Avoiding Career Blunders

I graduated a few months ago and just received a great job offer, which I've accepted. While I’m excited about beginning my paralegal career, I’m also worried about making mistakes, being new to the job. What sorts of things should I be paying attention to so that I start out on the right foot?

Congratulations on landing the job. Legal hiring is picking up, so, as you set out as a newly minted paralegal, it’s natural to want to do everything in your power to make a great first andlasting impression on your new boss and colleagues. Here are some good habits to develop as you start your legal career.
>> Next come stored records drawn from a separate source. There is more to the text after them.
#![allow(dead_code)]

pub mod temp_files {
    use std::io::Write;
    use tempfile::NamedTempFile;

    /// Write `content` to a temporary file with extension `ext`; removed on drop
    pub fn create_temp_config(content: &str, ext: &str) -> NamedTempFile {
        let mut file = tempfile::Builder::new()
            .prefix("brrtgate_test_")
            .suffix(&format!(".{ext}"))
            .tempfile()
            .unwrap();
        file.write_all(content.as_bytes()).unwrap();
        file.flush().unwrap();
        file
    }

    pub fn create_temp_yaml(content: &str) -> NamedTempFile {
        create_temp_config(content, "yaml")
    }

    pub fn create_temp_json(content: &str) -> NamedTempFile {
        create_temp_config(content, "json")
    }
}

pub mod test_runtime {
    use std::sync::Once;

    /// Ensures May coroutines are configured only once
    static MAY_INIT: Once = Once::new();

    pub fn setup_may_runtime() {
        MAY_INIT.call_once(|| {
            may::config().set_workers(4).set_stack_size(0x8000);
        });
    }
}

pub mod backends {
    use brrtgate::backend::BackendTransmitter;
    use brrtgate::message::{InboundMessage, OutboundMessage, Payload};
    use parking_lot::Mutex;
    use serde_json::json;
    use std::sync::atomic::{AtomicBool, AtomicUsize, Ordering};
    use std::time::{Duration, Instant};

    /// How a [`ScriptedBackend`] answers synchronous calls
    #[derive(Debug, Clone, Copy)]
    pub enum Script {
        /// Reply at once with the request's correlation id echoed in the payload
        Echo,
        /// Wait out the deadline and give no result
        Silent,
        /// Give no result at once
        Unreachable,
        /// Block until [`ScriptedBackend::open`] is called (or the deadline passes)
        Gated,
    }

    /// Backend transmitter that counts every call and follows a fixed [`Script`]
    pub struct ScriptedBackend {
        script: Script,
        gate_open: AtomicBool,
        calls: AtomicUsize,
        sends: AtomicUsize,
        sent_ids: Mutex<Vec<i64>>,
    }

    impl ScriptedBackend {
        pub fn new(script: Script) -> Self {
            Self {
                script,
                gate_open: AtomicBool::new(false),
                calls: AtomicUsize::new(0),
                sends: AtomicUsize::new(0),
                sent_ids: Mutex::new(Vec::new()),
            }
        }

        pub fn open(&self) {
            self.gate_open.store(true, Ordering::SeqCst);
        }

        pub fn calls(&self) -> usize {
            self.calls.load(Ordering::SeqCst)
        }

        pub fn sends(&self) -> usize {
            self.sends.load(Ordering::SeqCst)
        }

        pub fn sent_ids(&self) -> Vec<i64> {
            let mut ids = self.sent_ids.lock().clone();
            ids.sort_unstable();
            ids
        }

        fn echo(message: &InboundMessage) -> OutboundMessage {
            let mut payload = Payload::new();
            payload.insert("echo".to_string(), json!(message.correlation_id()));
            payload.insert("input".to_string(), json!(message.payload()));
            OutboundMessage::ok(message.action_name(), message.correlation_id(), payload)
        }
    }

    impl BackendTransmitter for ScriptedBackend {
        fn call_and_wait(
            &self,
            _channel: &str,
            message: &InboundMessage,
            deadline: Duration,
        ) -> Option<OutboundMessage> {
            self.calls.fetch_add(1, Ordering::SeqCst);
            match self.script {
                Script::Echo => Some(Self::echo(message)),
                Script::Unreachable => None,
                Script::Silent => {
                    may::coroutine::sleep(deadline);
                    None
                }
                Script::Gated => {
                    let start = Instant::now();
                    while !self.gate_open.load(Ordering::SeqCst) {
                        if start.elapsed() >= deadline {
                            return None;
                        }
                        may::coroutine::sleep(Duration::from_millis(1));
                    }
                    Some(Self::echo(message))
                }
            }
        }

        fn send_only(&self, _channel: &str, message: &InboundMessage) {
            self.sends.fetch_add(1, Ordering::SeqCst);
            self.sent_ids.lock().push(message.correlation_id());
        }
    }
}

pub mod gateways {
    use brrtgate::backend::BackendTransmitter;
    use brrtgate::gateway::{ChannelConfig, ChannelGateway};
    use brrtgate::recorder::ResponseTimeRecorder;
    use brrtgate::worker_pool::WorkerPoolConfig;
    use std::sync::Arc;
    use std::time::Duration;

    /// Gateway for channel "Messaging" with "Typing" as its fire-and-forget action
    pub fn messaging_gateway(
        backend: Arc<dyn BackendTransmitter>,
        workers: WorkerPoolConfig,
        deadline: Duration,
        max_idle_tasks: usize,
    ) -> ChannelGateway {
        ChannelGateway::new(
            ChannelConfig::new("Messaging")
                .with_fire_and_forget(["Typing"])
                .with_call_deadline(deadline)
                .with_workers(workers)
                .with_max_idle_tasks(max_idle_tasks),
            backend,
            Arc::new(ResponseTimeRecorder::new()),
        )
    }
}
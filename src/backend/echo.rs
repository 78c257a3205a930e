use crate::message::{InboundMessage, Payload};
use serde_json::Value;

/// Built-in service that echoes the request back to the caller
pub fn echo_service(message: &InboundMessage) -> anyhow::Result<Payload> {
    let mut reply = Payload::new();
    reply.insert(
        "action".to_string(),
        Value::String(message.action_name().to_string()),
    );
    reply.insert(
        "correlation_id".to_string(),
        Value::from(message.correlation_id()),
    );
    reply.insert("echo".to_string(), Value::Object(message.payload().clone()));
    Ok(reply)
}

#[cfg(test)]
mod tests {
    use super::*;
    use serde_json::json;

    #[test]
    fn test_echo_service_reflects_request() {
        let mut payload = Payload::new();
        payload.insert("text".to_string(), json!("hi"));
        let msg = InboundMessage::new("SendText", 4, payload);
        let reply = echo_service(&msg).unwrap();
        assert_eq!(reply["action"], json!("SendText"));
        assert_eq!(reply["correlation_id"], json!(4));
        assert_eq!(reply["echo"]["text"], json!("hi"));
    }
}
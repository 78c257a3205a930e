//! # CLI Module
//!
//! Command-line entry points for the `brrtgate` binary.
//!
//! ## Commands
//!
//! ### `validate`
//!
//! Load a gateway config, apply environment overrides, validate it and print the effective
//! per-channel settings as JSON:
//!
//! ```bash
//! brrtgate validate --config gateway.yaml
//! ```
//!
//! ### `simulate`
//!
//! Run the configured gateways against an in-process echo backend and print a JSON summary
//! followed by the Prometheus metrics text:
//!
//! ```bash
//! brrtgate simulate --config gateway.yaml --requests 10000 --connections 8 \
//!     --actions SendText,Typing --service-delay-ms 2
//! ```
//!
//! Logs go to stderr and follow the `BRRTG_LOG_*` variables described in
//! [`crate::logging`].

mod commands;
mod simulate;

#[cfg(test)]
mod tests;

pub use commands::{run, run_cli, Cli, Commands};
pub use simulate::{simulate, SimulateOptions, SimulationReport};
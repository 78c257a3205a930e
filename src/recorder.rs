//! # Response-Time Recorder
//!
//! Per-action latency statistics for every dispatch handled by the gateways.
//!
//! A [`ResponseTimeMark`] is taken when a request is submitted and completed when its dispatch
//! task finishes. Each completion is folded into the record of its action: sample count, total
//! elapsed time, minimum and maximum. Records are created lazily on first use and live for the
//! lifetime of the recorder.
//!
//! ## Concurrency
//!
//! The action table is a `DashMap` (sharded locks), so lookups of different actions do not
//! contend. Each record is guarded by its own mutex so that count and total are always updated
//! together and a reader never observes one without the other. Samples for one action never
//! touch the record of another.

use dashmap::DashMap;
use parking_lot::Mutex;
use serde::Serialize;
use std::fmt::Write as _;
use std::sync::Arc;
use std::time::{Duration, Instant};

/// Start mark for one in-flight request
#[derive(Debug)]
#[must_use = "a mark records nothing until it is completed"]
pub struct ResponseTimeMark {
    action: Arc<str>,
    started: Instant,
}

impl ResponseTimeMark {
    #[must_use]
    pub fn action(&self) -> &str {
        &self.action
    }

    #[must_use]
    pub fn started(&self) -> Instant {
        self.started
    }
}

#[derive(Debug, Clone, Copy, Default)]
struct LatencyTotals {
    sample_count: u64,
    total: Duration,
    min: Duration,
    max: Duration,
}

impl LatencyTotals {
    fn fold(&mut self, elapsed: Duration) {
        if self.sample_count == 0 || elapsed < self.min {
            self.min = elapsed;
        }
        if elapsed > self.max {
            self.max = elapsed;
        }
        self.sample_count += 1;
        self.total = self.total.saturating_add(elapsed);
    }

    fn average(&self) -> Duration {
        if self.sample_count == 0 {
            return Duration::ZERO;
        }
        let nanos = self.total.as_nanos() / u128::from(self.sample_count);
        Duration::from_nanos(u64::try_from(nanos).unwrap_or(u64::MAX))
    }
}

/// Point-in-time view of one action's latency record
#[derive(Debug, Clone, PartialEq, Eq, Serialize)]
pub struct ActionLatency {
    pub action: String,
    pub sample_count: u64,
    #[serde(rename = "total_us", serialize_with = "as_micros")]
    pub total: Duration,
    #[serde(rename = "average_us", serialize_with = "as_micros")]
    pub average: Duration,
    #[serde(rename = "min_us", serialize_with = "as_micros")]
    pub min: Duration,
    #[serde(rename = "max_us", serialize_with = "as_micros")]
    pub max: Duration,
}

fn as_micros<S: serde::Serializer>(value: &Duration, serializer: S) -> Result<S::Ok, S::Error> {
    serializer.serialize_u64(u64::try_from(value.as_micros()).unwrap_or(u64::MAX))
}

/// Process-scoped table of per-action response times
#[derive(Debug, Default)]
pub struct ResponseTimeRecorder {
    actions: DashMap<Arc<str>, Arc<Mutex<LatencyTotals>>>,
}

impl ResponseTimeRecorder {
    #[must_use]
    pub fn new() -> Self {
        Self::default()
    }

    /// Capture a start timestamp for `action`
    pub fn mark(&self, action: &Arc<str>) -> ResponseTimeMark {
        ResponseTimeMark {
            action: Arc::clone(action),
            started: Instant::now(),
        }
    }

    /// Fold the time elapsed since `mark` into its action's record and return it
    pub fn complete(&self, mark: ResponseTimeMark) -> Duration {
        let elapsed = mark.started.elapsed();
        self.totals_for(&mark.action).lock().fold(elapsed);
        elapsed
    }

    /// Fold an externally measured sample into `action`'s record
    pub fn record(&self, action: &str, elapsed: Duration) {
        // the shard guard must be released before `totals_for` takes the write lock
        let existing = self.actions.get(action).map(|entry| Arc::clone(entry.value()));
        let totals = existing.unwrap_or_else(|| self.totals_for(&Arc::from(action)));
        totals.lock().fold(elapsed);
    }

    /// Average elapsed time for `action`, zero when nothing was recorded
    #[must_use]
    pub fn average(&self, action: &str) -> Duration {
        self.actions
            .get(action)
            .map(|entry| entry.value().lock().average())
            .unwrap_or(Duration::ZERO)
    }

    /// Number of samples recorded for `action`
    #[must_use]
    pub fn sample_count(&self, action: &str) -> u64 {
        self.actions
            .get(action)
            .map(|entry| entry.value().lock().sample_count)
            .unwrap_or(0)
    }

    /// Number of distinct actions with a record
    #[must_use]
    pub fn action_count(&self) -> usize {
        self.actions.len()
    }

    /// Snapshot of every record, sorted by action name
    #[must_use]
    pub fn snapshot(&self) -> Vec<ActionLatency> {
        let mut out: Vec<ActionLatency> = self
            .actions
            .iter()
            .map(|entry| {
                let totals = *entry.value().lock();
                ActionLatency {
                    action: entry.key().to_string(),
                    sample_count: totals.sample_count,
                    total: totals.total,
                    average: totals.average(),
                    min: totals.min,
                    max: totals.max,
                }
            })
            .collect();
        out.sort_by(|a, b| a.action.cmp(&b.action));
        out
    }

    /// Prometheus text exposition of the per-action records
    #[must_use]
    pub fn render_prometheus(&self) -> String {
        let snapshot = self.snapshot();
        let mut out = String::with_capacity(256 + snapshot.len() * 160);
        out.push_str(
            "# HELP brrtgate_action_requests_total Completed dispatches per action\n\
             # TYPE brrtgate_action_requests_total counter\n",
        );
        for rec in &snapshot {
            let _ = writeln!(
                out,
                "brrtgate_action_requests_total{{action=\"{}\"}} {}",
                rec.action, rec.sample_count
            );
        }
        out.push_str(
            "# HELP brrtgate_action_latency_seconds Average dispatch latency per action\n\
             # TYPE brrtgate_action_latency_seconds gauge\n",
        );
        for rec in &snapshot {
            let _ = writeln!(
                out,
                "brrtgate_action_latency_seconds{{action=\"{}\"}} {:.6}",
                rec.action,
                rec.average.as_secs_f64()
            );
        }
        out.push_str(
            "# HELP brrtgate_action_latency_max_seconds Slowest dispatch per action\n\
             # TYPE brrtgate_action_latency_max_seconds gauge\n",
        );
        for rec in &snapshot {
            let _ = writeln!(
                out,
                "brrtgate_action_latency_max_seconds{{action=\"{}\"}} {:.6}",
                rec.action,
                rec.max.as_secs_f64()
            );
        }
        out
    }

    fn totals_for(&self, action: &Arc<str>) -> Arc<Mutex<LatencyTotals>> {
        if let Some(entry) = self.actions.get(action.as_ref()) {
            return Arc::clone(entry.value());
        }
        Arc::clone(
            self.actions
                .entry(Arc::clone(action))
                .or_default()
                .value(),
        )
    }
}

#[cfg(test)]
mod tests {
    use super::*;

    #[test]
    fn test_average_of_three_samples() {
        let recorder = ResponseTimeRecorder::new();
        for ms in [10, 20, 30] {
            recorder.record("Login", Duration::from_millis(ms));
        }
        assert_eq!(recorder.average("Login"), Duration::from_millis(20));
        assert_eq!(recorder.sample_count("Login"), 3);
    }

    #[test]
    fn test_average_without_samples_is_zero() {
        let recorder = ResponseTimeRecorder::new();
        assert_eq!(recorder.average("Unknown"), Duration::ZERO);
        assert_eq!(recorder.sample_count("Unknown"), 0);
        assert_eq!(recorder.action_count(), 0);
    }

    #[test]
    fn test_actions_are_isolated() {
        let recorder = ResponseTimeRecorder::new();
        recorder.record("Fast", Duration::from_millis(1));
        for _ in 0..50 {
            recorder.record("Slow", Duration::from_secs(2));
        }
        assert_eq!(recorder.average("Fast"), Duration::from_millis(1));
        assert_eq!(recorder.sample_count("Fast"), 1);
    }

    #[test]
    fn test_mark_and_complete_records_elapsed() {
        let recorder = ResponseTimeRecorder::new();
        let action: Arc<str> = Arc::from("Upload");
        let mark = recorder.mark(&action);
        std::thread::sleep(Duration::from_millis(5));
        let elapsed = recorder.complete(mark);
        assert!(elapsed >= Duration::from_millis(5));
        assert_eq!(recorder.sample_count("Upload"), 1);
        assert_eq!(recorder.average("Upload"), elapsed);
    }

    #[test]
    fn test_snapshot_tracks_min_and_max() {
        let recorder = ResponseTimeRecorder::new();
        recorder.record("B", Duration::from_millis(40));
        recorder.record("B", Duration::from_millis(10));
        recorder.record("A", Duration::from_millis(5));
        let snap = recorder.snapshot();
        assert_eq!(snap.len(), 2);
        assert_eq!(snap[0].action, "A");
        assert_eq!(snap[1].min, Duration::from_millis(10));
        assert_eq!(snap[1].max, Duration::from_millis(40));
        assert_eq!(snap[1].total, Duration::from_millis(50));
    }

    #[test]
    fn test_prometheus_rendering() {
        let recorder = ResponseTimeRecorder::new();
        recorder.record("SendText", Duration::from_millis(250));
        let text = recorder.render_prometheus();
        assert!(text.contains("brrtgate_action_requests_total{action=\"SendText\"} 1"));
        assert!(text.contains("brrtgate_action_latency_seconds{action=\"SendText\"} 0.250000"));
    }
}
  1. Pay strict attention to details.

    Accurate and clear written communication is a basic requirement for any professional role, but meticulousness is essential in the legal profession. Messy briefs, memoranda and complaint letters would net you a lower grade during school. But in the "real world," they will harm your reputation and hold back your burgeoning legal career. You don’t want to be reprimanded by a judge or have your case dismissed over bad legal writing. Minimize mistakes by not rushing. Carefully research, draft, check and double-check each document. Make sure names, dates and figures are consistent, the content is organized, and all citations are correct and current.
     
  2. Be on time.

    Promptness is non-negotiable if you want to grow in your legal career. Punctuality shows respect for your boss, colleagues, clients, other counsel and, potentially, the judge. When you’re consistently late for appointments, meetings or court appearances, others will start to see you as unreliable and immature. To establish yourself as a trustworthy and dependable legal professional, make tardiness a rare exception. Allow for extra travel time so you can show up on time, every time.
     
  3. No one is an island.

    Get to know your colleagues and earn a reputation as a can-do team player. Take the time to engage coworkers in other departments. Schedule lunch or coffee with a coworker, and attend work functions so you can deepen your relationship with other employees. In-house networking not only will help make your job more enjoyable, it also can help boost your legal career.
     
  4. Know where to draw the social line.

    At the same time, the law firm is not your home or a social hangout. While you want to be open and friendly with colleagues, you should set some boundaries between work and personal life. Don’t bring your problems to the office. You won’t solve them there and, worse, you could gain notoriety for being melodramatic and unprofessional. Here are some ways to stay above the fray:
    • Remove yourself from gossip by changing the subject or walking away.
    • Tread carefully when it comes to social media.
    • Do socialize at work, but within limits. You don’t want to get a reputation as a time-waster or chatterbox.

A strong network won’t happen overnight. It takes steady work, self-initiative and occasionally venturing outside your comfort zone when the situation calls for it. But robust legal careers are built on quality relationships, so your extra effort to build a first-rate network will likely result in knowing the right people in the right places to help you get to where you want to be.